How Secure is Cryptocurrency Now?
Exactly how secure are cryptocurrencies? Are they as safe as gold, silver, corn, or even US Treasury bonds? How easy is it to hack bitcoin and the other popular digital currencies? These are some of the burning questions investors ask themselves about cryptocurrencies. These assets have created many billionaires. In the same vein, they’ve also depleted many people’s funds, leaving them bankrupt.
The debate on the security and stability of cryptocurrency has raged on for years. Some people are convinced that Bitcoin and Ethereum are the future of money. Others are still sceptical about the safety of these alternative currencies.
The renowned Wall Street Hedge fund investor, Jamie Dimon, is not a fan of the cryptocurrency movement. Jamie believes that the currency will eventually flop. He argues that it's impossible to have a business model based on an assumed currency. No smart person is going to buy a currency that's materialised from thin air, according to Dimon. Soon after making this statement, bitcoin's value dropped by a whopping 6%. The value eventually rebounded as it edged to new record highs.
What is Cryptocurrency?
The name 'cryptocurrency' denotes the advanced encryption used to secure and verify transactions. Encryption serves to reinforce the payments' security.
How it Works
Cryptocurrencies are digital payments that function independently from the conventional banking systems. They’re peer-to-peer virtual currencies that enable you to send and receive money from anywhere in the world.
Cryptocurrencies threaten to replace the conventional fiat currencies we're used to (e.g. NZD, USD). Cryptocurrency users have to record their transactions in a publicly-shared online ledger. This move effectively bolsters the transparency of these transactions. You need a digital wallet to store your cryptos.
History of Cryptocurrencies
Bitcoin was the world's first cryptocurrency, launched in 2009 by the legendary Satoshi Nakamoto. Satoshi's electronic payment system is based around a complicated mathematical proof. Satoshi aimed to create an alternative payment system that operated outside central banks; a system that charged low transaction fees.
Satoshi's goal was to introduce a replacement to the traditional online commerce systems. Earlier systems were too dependent on the so-called trusted third parties.
Bitcoin's success saw the introduction of hundreds of other cryptocurrencies into the market. The new cryptocurrencies were aptly named altcoins. Altcoins include Etherum, Dogecoin, LiteCoin, Dash and many more.
Are Cryptocurrencies Hack-Proof?
Digital gold, as cryptocurrencies are often referred to, was primarily designed to promote anonymity. They also enhance security. Satoshi is credited with pioneering the security protocols known as blockchain technology. This technology ensures pseudonymous and secure transactions for all.
Blockchain is a list of entries that coincide with each cryptocurrency transaction entry in the ledgers.

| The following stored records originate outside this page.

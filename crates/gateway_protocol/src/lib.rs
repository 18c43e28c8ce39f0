//! # Gateway Protocol
//!
//! Wire-level building blocks shared by the Gateway and the BusinessWorker
//! processes:
//!
//! * **Envelope codec** - the fixed 25-byte header plus body that carries every
//!   inter-process command ([`Envelope`], [`Command`], [`HEAD_LEN`])
//! * **Stream framing** - a per-connection [`FrameBuffer`] that reassembles
//!   complete frames from a byte stream, driven by a pluggable [`FrameProbe`]
//! * **Identifiers** - [`ConnectionId`] and [`Uid`] newtypes so socket ids and
//!   user ids can never be mixed up
//!
//! ## Message Flow
//!
//! 1. A client frame is completed by the client-side probe
//! 2. The Gateway wraps it into an `ON_CONNECTION` / `ON_MESSAGE` envelope
//! 3. The BusinessWorker reassembles envelopes with [`EnvelopeProbe`]
//! 4. Replies travel back as `SEND_TO_ONE`, `SEND_TO_ALL`, `KICK` or
//!    `CONNECT_SUCCESS` envelopes
//!
//! ```rust
//! use gateway_protocol::{Command, ConnectionId, Envelope, Uid};
//!
//! let envelope = Envelope::new(Command::SendToOne, ConnectionId::new(7))
//!     .with_uid(Uid::new(42))
//!     .with_body("hello");
//! let bytes = envelope.encode().unwrap();
//! assert_eq!(Envelope::decode(bytes).unwrap(), envelope);
//! ```

pub mod command;
pub mod envelope;
pub mod error;
pub mod framing;
pub mod types;

pub use command::Command;
pub use envelope::{Envelope, EnvelopeProbe, DEFAULT_MAX_BODY, HEAD_LEN};
pub use error::{ProtocolError, Result};
pub use framing::{Feed, FrameBuffer, FrameProbe, LengthPrefixed, LineDelimited, Probe, Unframed};
pub use types::{ConnectionId, IdSequence, Uid};

/// Largest payload a single UDP datagram can carry on Linux.
pub const MAX_UDP_PACKET_SIZE: usize = 65507;
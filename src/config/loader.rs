//! Configuration file loading with precedence handling.

use serde::Deserialize;
use std::collections::BTreeMap;
use std::path::PathBuf;
use thiserror::Error;

/// Environment variable naming an explicit config file.
pub const CONFIG_ENV_VAR: &str = "HOURCALC_CONFIG";

/// Environment variable overriding the log file path.
pub const LOG_FILE_ENV_VAR: &str = "HOURCALC_LOG_FILE";

/// Errors that can occur during config loading.
#[derive(Debug, Error, Clone, PartialEq, Eq)]
pub enum ConfigError {
    /// Failed to read config file (file may not exist or have permission issues).
    #[error("Failed to read config file at {path}: {reason}")]
    ReadError {
        /// Path that failed to read.
        path: PathBuf,
        /// Reason for failure.
        reason: String,
    },

    /// Config file contains invalid TOML syntax or unknown fields.
    #[error("Invalid TOML in {path}: {reason}")]
    ParseError {
        /// Path with invalid TOML.
        path: PathBuf,
        /// Parse error details.
        reason: String,
    },

    /// A `[keybindings]` entry names an unknown key or action.
    #[error("Invalid key binding {key:?} = {action:?}")]
    InvalidKeyBinding {
        /// Key name as written in the file.
        key: String,
        /// Action name as written in the file.
        action: String,
    },
}

/// TOML configuration file structure.
///
/// All fields are optional - if not specified, hardcoded defaults are used.
/// Corresponds to `~/.config/hourcalc/config.toml`.
///
/// ```toml
/// color = true
/// show_keypad = false
/// log_file_path = "/tmp/hourcalc.log"
///
/// [keybindings]
/// "Space" = "="
/// "Ctrl+q" = "Quit"
/// ```
#[derive(Debug, Clone, Deserialize, PartialEq, Default)]
#[serde(deny_unknown_fields)]
pub struct ConfigFile {
    /// Colored output.
    #[serde(default)]
    pub color: Option<bool>,

    /// Draw the on-screen keypad.
    #[serde(default)]
    pub show_keypad: Option<bool>,

    /// Path to log file for tracing output.
    #[serde(default)]
    pub log_file_path: Option<PathBuf>,

    /// Extra key bindings, key name → action name.
    #[serde(default)]
    pub keybindings: Option<BTreeMap<String, String>>,
}

/// Resolved configuration after applying precedence rules.
///
/// Created by merging defaults, config file, env vars, and CLI args.
#[derive(Debug, Clone, PartialEq, Eq)]
pub struct ResolvedConfig {
    /// Colored output.
    pub color: bool,
    /// Draw the on-screen keypad.
    pub show_keypad: bool,
    /// Path to log file for tracing output.
    pub log_file_path: PathBuf,
    /// Extra key bindings applied over the defaults.
    pub keybindings: BTreeMap<String, String>,
}

impl Default for ResolvedConfig {
    fn default() -> Self {
        Self {
            color: true,
            show_keypad: true,
            log_file_path: default_log_path(),
            keybindings: BTreeMap::new(),
        }
    }
}

/// Resolve default log file path.
///
/// Returns `~/.local/state/hourcalc/hourcalc.log` on Linux, or the
/// platform's state/data directory elsewhere. Falls back to the current
/// directory when neither can be determined.
pub fn default_log_path() -> PathBuf {
    match dirs::state_dir().or_else(dirs::data_local_dir) {
        Some(dir) => dir.join("hourcalc").join("hourcalc.log"),
        None => PathBuf::from("hourcalc.log"),
    }
}

/// Load configuration file from a specific path.
///
/// Returns `Ok(None)` if file doesn't exist (not an error - use defaults).
///
/// # Errors
///
/// Returns error if file exists but has read or parse errors.
pub fn load_config_file(path: impl Into<PathBuf>) -> Result<Option<ConfigFile>, ConfigError> {
    let path = path.into();

    // Missing file is not an error - use defaults
    if !path.exists() {
        return Ok(None);
    }

    let contents = std::fs::read_to_string(&path).map_err(|e| ConfigError::ReadError {
        path: path.clone(),
        reason: e.to_string(),
    })?;

    let config: ConfigFile = toml::from_str(&contents).map_err(|e| ConfigError::ParseError {
        path: path.clone(),
        reason: e.to_string(),
    })?;

    Ok(Some(config))
}

/// Resolve default config file path.
///
/// Returns `~/.config/hourcalc/config.toml` on Linux, appropriate path on
/// other platforms. Returns `None` if the config directory is unknown.
pub fn default_config_path() -> Option<PathBuf> {
    dirs::config_dir().map(|dir| dir.join("hourcalc").join("config.toml"))
}

/// Load configuration with precedence handling.
///
/// Precedence (highest to lowest):
/// 1. Explicit `config_path` argument (CLI `--config`)
/// 2. `HOURCALC_CONFIG` environment variable
/// 3. Default path `~/.config/hourcalc/config.toml`
///
/// Missing config files are NOT errors - defaults are used.
///
/// # Errors
///
/// Returns error only if a config file exists but cannot be read or parsed.
pub fn load_config_with_precedence(
    config_path: Option<PathBuf>,
) -> Result<Option<ConfigFile>, ConfigError> {
    if let Some(path) = config_path {
        return load_config_file(path);
    }

    if let Ok(env_path) = std::env::var(CONFIG_ENV_VAR) {
        return load_config_file(PathBuf::from(env_path));
    }

    if let Some(default_path) = default_config_path() {
        return load_config_file(default_path);
    }

    Ok(None)
}

/// Merge config file into defaults to create resolved config.
///
/// For each field in `ConfigFile`, if `Some(value)`, use it; otherwise use default.
pub fn merge_config(config_file: Option<ConfigFile>) -> ResolvedConfig {
    let defaults = ResolvedConfig::default();

    let Some(config) = config_file else {
        return defaults;
    };

    ResolvedConfig {
        color: config.color.unwrap_or(defaults.color),
        show_keypad: config.show_keypad.unwrap_or(defaults.show_keypad),
        log_file_path: config.log_file_path.unwrap_or(defaults.log_file_path),
        keybindings: config.keybindings.unwrap_or(defaults.keybindings),
    }
}

/// Apply environment variable overrides to resolved config.
///
/// Checks for:
/// - `HOURCALC_LOG_FILE`: override log file path
/// - `NO_COLOR`: any value disables colors
pub fn apply_env_overrides(mut config: ResolvedConfig) -> ResolvedConfig {
    if let Ok(path) = std::env::var(LOG_FILE_ENV_VAR) {
        config.log_file_path = PathBuf::from(path);
    }

    if std::env::var_os("NO_COLOR").is_some() {
        config.color = false;
    }

    config
}

/// Apply CLI argument overrides to resolved config.
///
/// CLI args have the highest precedence. Only flags the user actually
/// passed are given as `Some`.
///
/// Precedence chain: Defaults → Config File → Env Vars → CLI Args (highest)
pub fn apply_cli_overrides(
    mut config: ResolvedConfig,
    color_override: Option<bool>,
    keypad_override: Option<bool>,
    log_file_override: Option<PathBuf>,
) -> ResolvedConfig {
    if let Some(color) = color_override {
        config.color = color;
    }

    if let Some(show_keypad) = keypad_override {
        config.show_keypad = show_keypad;
    }

    if let Some(path) = log_file_override {
        config.log_file_path = path;
    }

    config
}

#[cfg(test)]
#[path = "loader_tests.rs"]
mod tests;
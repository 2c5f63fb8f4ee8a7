//! History pane scrolling and rendering.

use crate::test_harness::AcceptanceTestHarness;
use crossterm::event::KeyCode;

/// Builds `count` history entries: 1+1, then +1 repeatedly.
fn harness_with_history(count: usize) -> AcceptanceTestHarness {
    let mut harness = AcceptanceTestHarness::new().expect("harness");
    harness.type_text("1");
    for _ in 0..count {
        harness.type_text("+1");
    }
    harness.send_key(KeyCode::Enter);
    harness
}

#[test]
fn newest_entries_are_visible_by_default() {
    let mut harness = harness_with_history(6);
    assert_eq!(harness.state().calculator().history().len(), 6);

    let screen = harness.render_to_string();

    // Four rows fit; the oldest two are scrolled out
    assert!(screen.contains("6:00 + 1:0 = 7:00"), "{}", screen);
    assert!(screen.contains("3:00 + 1:0 = 4:00"), "{}", screen);
    assert!(!screen.contains("2:00 + 1:0 = 3:00"), "{}", screen);
}

#[test]
fn up_arrow_reveals_older_entries() {
    let mut harness = harness_with_history(6);

    harness.send_key(KeyCode::Up);
    harness.send_key(KeyCode::Up);
    let screen = harness.render_to_string();

    assert_eq!(harness.state().history_scroll(), 2);
    assert!(screen.contains("1 + 1:0 = 2:00"), "{}", screen);
    assert!(!screen.contains("6:00 + 1:0 = 7:00"), "{}", screen);
}

#[test]
fn scroll_stops_at_both_ends() {
    let mut harness = harness_with_history(3);

    for _ in 0..10 {
        harness.send_key(KeyCode::Up);
    }
    assert_eq!(harness.state().history_scroll(), 2);

    for _ in 0..10 {
        harness.send_key(KeyCode::Down);
    }
    assert_eq!(harness.state().history_scroll(), 0);
}

#[test]
fn new_entry_jumps_back_to_newest() {
    let mut harness = harness_with_history(3);
    harness.send_key(KeyCode::Up);
    assert_eq!(harness.state().history_scroll(), 1);

    harness.type_text("*2=");

    assert_eq!(harness.state().history_scroll(), 0);
}
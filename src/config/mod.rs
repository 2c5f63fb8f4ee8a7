//! Configuration module.

pub mod keybindings;
pub mod loader;

pub use keybindings::{key_event_to_token, parse_key_name, KeyBindings};
pub use loader::{
    apply_cli_overrides, apply_env_overrides, default_config_path, default_log_path,
    load_config_file, load_config_with_precedence, merge_config, ConfigError, ConfigFile,
    ResolvedConfig,
};
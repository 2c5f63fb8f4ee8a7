//! Signed hour/minute durations and their text form.
//!
//! `parse_time` and `format_time` are the only bridge between the display
//! buffer and arithmetic. Parsing never normalizes; the arithmetic functions
//! always do.

use crate::model::error::{CalcError, ParseError};
use serde::Serialize;
use std::fmt;

/// Minutes in one hour.
pub const MINUTES_PER_HOUR: i64 = 60;

/// A duration in hours and minutes.
///
/// After any arithmetic the minutes lie in `[0, 60)` and the sign lives
/// entirely in `hours`, so `-1:30` means minus one hour plus thirty minutes
/// (that is, -30 minutes). Values produced by [`parse_time`] are not
/// normalized.
#[derive(Debug, Clone, Copy, PartialEq, Eq, Hash, Default, Serialize)]
pub struct TimeValue {
    /// Whole hours, carrying the sign of the duration.
    pub hours: i64,
    /// Minutes; in `[0, 60)` once normalized.
    pub minutes: i64,
}

impl TimeValue {
    /// Create a time value without normalizing.
    pub const fn new(hours: i64, minutes: i64) -> Self {
        Self { hours, minutes }
    }

    /// Split a signed minute count into normalized hours and minutes.
    pub fn from_total_minutes(total: i64) -> Self {
        Self {
            hours: total.div_euclid(MINUTES_PER_HOUR),
            minutes: total.rem_euclid(MINUTES_PER_HOUR),
        }
    }

    /// Total minutes represented, or `None` on overflow.
    pub fn total_minutes(self) -> Option<i64> {
        self.hours
            .checked_mul(MINUTES_PER_HOUR)?
            .checked_add(self.minutes)
    }

    /// Add another duration, carrying whole hours out of the minute sum.
    pub fn add(self, rhs: TimeValue) -> Result<TimeValue, CalcError> {
        let total_minutes = self
            .minutes
            .checked_add(rhs.minutes)
            .ok_or(CalcError::Overflow)?;
        let hours = self
            .hours
            .checked_add(rhs.hours)
            .and_then(|h| h.checked_add(total_minutes.div_euclid(MINUTES_PER_HOUR)))
            .ok_or(CalcError::Overflow)?;
        Ok(TimeValue::new(hours, total_minutes.rem_euclid(MINUTES_PER_HOUR)))
    }

    /// Subtract another duration, borrowing an hour when the minutes go negative.
    pub fn subtract(self, rhs: TimeValue) -> Result<TimeValue, CalcError> {
        let total_minutes = self
            .minutes
            .checked_sub(rhs.minutes)
            .ok_or(CalcError::Overflow)?;
        // div_euclid is -1 for a single borrow, 0 when no borrow is needed
        let hours = self
            .hours
            .checked_sub(rhs.hours)
            .and_then(|h| h.checked_add(total_minutes.div_euclid(MINUTES_PER_HOUR)))
            .ok_or(CalcError::Overflow)?;
        Ok(TimeValue::new(hours, total_minutes.rem_euclid(MINUTES_PER_HOUR)))
    }

    /// Scale the duration by an integer factor.
    pub fn multiply(self, factor: i64) -> Result<TimeValue, CalcError> {
        let total = self
            .total_minutes()
            .and_then(|t| t.checked_mul(factor))
            .ok_or(CalcError::Overflow)?;
        Ok(TimeValue::from_total_minutes(total))
    }

    /// Divide the duration by an integer factor, truncating to whole minutes.
    ///
    /// # Errors
    ///
    /// [`CalcError::DivideByZero`] when `factor` is zero.
    pub fn divide(self, factor: i64) -> Result<TimeValue, CalcError> {
        if factor == 0 {
            return Err(CalcError::DivideByZero);
        }
        let total = self
            .total_minutes()
            .and_then(|t| t.checked_div(factor))
            .ok_or(CalcError::Overflow)?;
        Ok(TimeValue::from_total_minutes(total))
    }
}

impl fmt::Display for TimeValue {
    fn fmt(&self, f: &mut fmt::Formatter<'_>) -> fmt::Result {
        f.write_str(&format_time(self.hours, self.minutes))
    }
}

/// Parse `H` or `H:MM` into a time value.
///
/// A missing minute segment means zero minutes. Minutes of 60 or more are
/// kept as typed.
///
/// # Errors
///
/// Returns [`ParseError`] when a segment is empty or not an integer, or when
/// the text holds more than one `:`.
pub fn parse_time(input: &str) -> Result<TimeValue, ParseError> {
    let mut parts = input.split(':');
    let hours_text = parts.next().unwrap_or_default();
    let minutes_text = parts.next();

    if parts.next().is_some() {
        return Err(ParseError::TooManySeparators {
            input: input.to_string(),
        });
    }

    let hours = parse_segment(input, hours_text)?;
    let minutes = match minutes_text {
        Some(text) => parse_segment(input, text)?,
        None => 0,
    };

    Ok(TimeValue::new(hours, minutes))
}

fn parse_segment(input: &str, segment: &str) -> Result<i64, ParseError> {
    segment
        .parse::<i64>()
        .map_err(|source| ParseError::InvalidSegment {
            input: input.to_string(),
            segment: segment.to_string(),
            source,
        })
}

/// Render hours and minutes as `H:MM`.
///
/// Minutes are zero-padded to two digits; hours are a plain signed integer.
pub fn format_time(hours: i64, minutes: i64) -> String {
    format!("{}:{:02}", hours, minutes)
}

Each block in the chain gets secured using cryptography and the blockchain details all the transaction data and their corresponding timestamps. This data is shared and stored in a public peer to peer network, and recorded entries are not editable once posted on the ledger. That serves to promote the transparency of this payment system.
For the past couple of years, more companies have started to embrace cryptocurrencies. In 2013, a customer purchased a Tesla Model S using Bitcoin. He paid 91.4 bitcoins for the electric vehicle. Since then, establishments like Starbucks have also come on board this bandwagon. Starbucks (overseas) now accepts bitcoin payments from customers.
Banks are yet to embrace these payments entirely. Most banks have, however, started paying attention to the trend. These financial institutions realise that if they don't adapt, they'll perish. Many have had their accounts frozen after receiving Bitcoin transactions, but this is now changing. It's expected for banks to oppose the cryptocurrency movement. After all, this new payment system threatens their existing business models.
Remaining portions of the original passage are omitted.